B.A. : Nous l’avons simplement ramené à ce dont il est inspiré au départ. Rorschach c’est Travis Bickle [le personnage joué dans Taxi Driver par Robert De Niro]. Je ne sais pas si Alan Moore l’a déjà dit publiquement, mais c’est évident. Mais comme on ne voulait pas refaire Taxi Driver, on s’est rapproché des films d’exploitation de l’époque.
En faisant quand même apparaître Travis Bickle le temps d’un petit caméo…
L.B. : Ça, c’était le truc plus cool.
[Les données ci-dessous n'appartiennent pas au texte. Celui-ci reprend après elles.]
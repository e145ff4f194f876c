// Decimal token parsing and currency formatting

/// Parses a numeric token that may use either "." or "," as the decimal
/// separator. The "," form is normalized to "." before parsing.
///
/// Returns `None` for unparsable input; callers treat that as a recoverable
/// default rather than an error.
pub fn parse_amount(token: &str) -> Option<f64> {
    let normalized = token.trim().replace(',', ".");
    normalized.parse::<f64>().ok().filter(|value| value.is_finite())
}

/// Formats an amount with exactly two fraction digits, "," as the decimal
/// separator and "." as the thousands separator: 1234.5 -> "1.234,50".
///
/// Pure formatting, independent of parsing. Currency symbol choice is left
/// to the renderer.
pub fn format_amount(value: f64) -> String {
    let negative = value < 0.0;
    let cents = (value.abs() * 100.0).round() as u64;
    let units = (cents / 100).to_string();
    let fraction = cents % 100;

    let mut grouped = String::with_capacity(units.len() + units.len() / 3);
    for (i, digit) in units.chars().enumerate() {
        if i > 0 && (units.len() - i) % 3 == 0 {
            grouped.push('.');
        }
        grouped.push(digit);
    }

    let sign = if negative && cents > 0 { "-" } else { "" };
    format!("{}{},{:02}", sign, grouped, fraction)
}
Quand j’ai lu le script, j’en pouvais plus.
B.A. : Oui, c’était le petit coup de chapeau.
Les Watchmen sont adaptés en ce moment à la télé, avec un rôle de leader suprémaciste confié à Rorschach. Joker triomphe en salles. Comment expliquez-vous qu’il y ait une telle fascination pour ces figures contestataires ultra-violentes ?
B.A. : La façon dont ils utilisent Rorschach ou plutôt le concept de Rorschach dans la série est en effet très similaire à la manière dont, à la fin du Joker, ce dernier devient un modèle violent pour les exclus. Mais je ne crois pas que ce soit une coïncidence. Vous savez, c’est dans l’air. Les gens sont énervés. Nous sommes une nation de Rorschach qui ont élu le Joker président.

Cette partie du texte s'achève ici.